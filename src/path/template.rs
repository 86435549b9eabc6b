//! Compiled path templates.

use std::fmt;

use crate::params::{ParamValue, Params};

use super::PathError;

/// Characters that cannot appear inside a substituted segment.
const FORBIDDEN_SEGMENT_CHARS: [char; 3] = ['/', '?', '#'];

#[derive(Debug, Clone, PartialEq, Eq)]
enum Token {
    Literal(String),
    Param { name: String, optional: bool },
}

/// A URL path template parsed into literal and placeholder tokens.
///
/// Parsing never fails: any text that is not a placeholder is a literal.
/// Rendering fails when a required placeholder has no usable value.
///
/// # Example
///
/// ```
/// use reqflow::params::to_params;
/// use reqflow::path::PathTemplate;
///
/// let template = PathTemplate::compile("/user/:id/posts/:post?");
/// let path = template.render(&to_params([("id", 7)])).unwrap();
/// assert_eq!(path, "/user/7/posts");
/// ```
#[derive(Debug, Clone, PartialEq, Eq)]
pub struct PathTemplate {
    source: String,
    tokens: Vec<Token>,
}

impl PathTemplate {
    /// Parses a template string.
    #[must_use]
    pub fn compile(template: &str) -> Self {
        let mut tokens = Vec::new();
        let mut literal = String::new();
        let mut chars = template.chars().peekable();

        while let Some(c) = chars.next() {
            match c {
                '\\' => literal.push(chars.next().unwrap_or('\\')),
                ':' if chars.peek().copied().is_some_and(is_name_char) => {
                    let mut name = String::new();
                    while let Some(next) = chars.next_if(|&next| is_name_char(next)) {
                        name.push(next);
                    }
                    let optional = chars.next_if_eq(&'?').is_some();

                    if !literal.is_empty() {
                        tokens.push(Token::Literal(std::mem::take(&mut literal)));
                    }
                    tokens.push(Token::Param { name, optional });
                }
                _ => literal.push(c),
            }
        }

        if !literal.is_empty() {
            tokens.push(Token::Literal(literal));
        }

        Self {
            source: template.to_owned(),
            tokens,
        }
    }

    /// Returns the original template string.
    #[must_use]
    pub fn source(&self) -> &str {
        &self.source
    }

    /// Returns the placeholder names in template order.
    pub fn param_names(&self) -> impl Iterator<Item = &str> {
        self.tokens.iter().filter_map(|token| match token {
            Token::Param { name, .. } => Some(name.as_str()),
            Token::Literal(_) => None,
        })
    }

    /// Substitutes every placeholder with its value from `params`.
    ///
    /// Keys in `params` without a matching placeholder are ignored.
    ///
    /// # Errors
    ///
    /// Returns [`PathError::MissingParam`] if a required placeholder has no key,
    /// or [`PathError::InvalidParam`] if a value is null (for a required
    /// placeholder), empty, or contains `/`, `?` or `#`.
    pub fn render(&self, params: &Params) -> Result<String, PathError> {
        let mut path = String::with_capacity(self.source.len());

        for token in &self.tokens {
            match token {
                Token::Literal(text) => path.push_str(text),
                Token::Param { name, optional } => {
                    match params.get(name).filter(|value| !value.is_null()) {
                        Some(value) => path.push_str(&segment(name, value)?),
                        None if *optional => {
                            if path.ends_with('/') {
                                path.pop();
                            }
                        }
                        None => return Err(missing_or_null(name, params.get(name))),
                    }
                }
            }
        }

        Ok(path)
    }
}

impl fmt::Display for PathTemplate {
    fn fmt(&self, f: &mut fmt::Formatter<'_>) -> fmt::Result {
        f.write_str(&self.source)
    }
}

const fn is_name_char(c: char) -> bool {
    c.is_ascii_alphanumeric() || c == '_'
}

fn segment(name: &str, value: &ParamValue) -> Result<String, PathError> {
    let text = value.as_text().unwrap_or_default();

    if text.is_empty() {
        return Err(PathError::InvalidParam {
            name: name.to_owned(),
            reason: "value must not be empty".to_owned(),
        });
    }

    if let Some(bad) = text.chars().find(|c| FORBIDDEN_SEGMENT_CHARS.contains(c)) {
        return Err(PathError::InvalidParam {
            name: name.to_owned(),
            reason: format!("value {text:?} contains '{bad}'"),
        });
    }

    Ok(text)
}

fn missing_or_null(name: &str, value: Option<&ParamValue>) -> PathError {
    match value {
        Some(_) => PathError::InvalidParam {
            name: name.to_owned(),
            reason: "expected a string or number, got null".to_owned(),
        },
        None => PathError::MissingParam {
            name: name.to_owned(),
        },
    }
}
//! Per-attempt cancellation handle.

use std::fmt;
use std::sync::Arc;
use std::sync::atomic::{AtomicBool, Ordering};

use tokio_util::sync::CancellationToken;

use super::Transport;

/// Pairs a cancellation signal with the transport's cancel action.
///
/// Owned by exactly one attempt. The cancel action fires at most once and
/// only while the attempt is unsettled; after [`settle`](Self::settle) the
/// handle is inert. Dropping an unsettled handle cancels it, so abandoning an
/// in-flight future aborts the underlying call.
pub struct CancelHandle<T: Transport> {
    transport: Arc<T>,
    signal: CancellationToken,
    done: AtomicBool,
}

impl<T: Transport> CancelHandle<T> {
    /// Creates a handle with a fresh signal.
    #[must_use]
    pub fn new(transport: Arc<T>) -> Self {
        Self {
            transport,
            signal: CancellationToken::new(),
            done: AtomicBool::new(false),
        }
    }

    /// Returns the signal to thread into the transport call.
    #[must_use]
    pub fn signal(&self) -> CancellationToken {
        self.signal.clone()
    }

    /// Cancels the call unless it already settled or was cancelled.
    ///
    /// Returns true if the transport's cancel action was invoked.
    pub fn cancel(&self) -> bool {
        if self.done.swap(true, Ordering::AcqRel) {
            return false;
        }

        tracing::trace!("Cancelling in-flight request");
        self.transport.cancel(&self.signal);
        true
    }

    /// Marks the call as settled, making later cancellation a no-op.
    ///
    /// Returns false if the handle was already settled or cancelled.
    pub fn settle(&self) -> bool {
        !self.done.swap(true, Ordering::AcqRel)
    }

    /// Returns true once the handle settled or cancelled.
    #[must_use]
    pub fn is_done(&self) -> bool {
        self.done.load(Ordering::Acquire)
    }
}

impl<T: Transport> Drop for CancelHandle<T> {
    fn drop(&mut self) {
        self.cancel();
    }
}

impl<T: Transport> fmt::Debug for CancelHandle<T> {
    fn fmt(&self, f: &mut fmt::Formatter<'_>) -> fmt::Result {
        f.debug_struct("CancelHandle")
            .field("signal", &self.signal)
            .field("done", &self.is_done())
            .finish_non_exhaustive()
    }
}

........

_Assigned task:_ How many lines of the entries contain "CancellationToken"? Answer with a number alone.

_Solution for this exercise:_ 4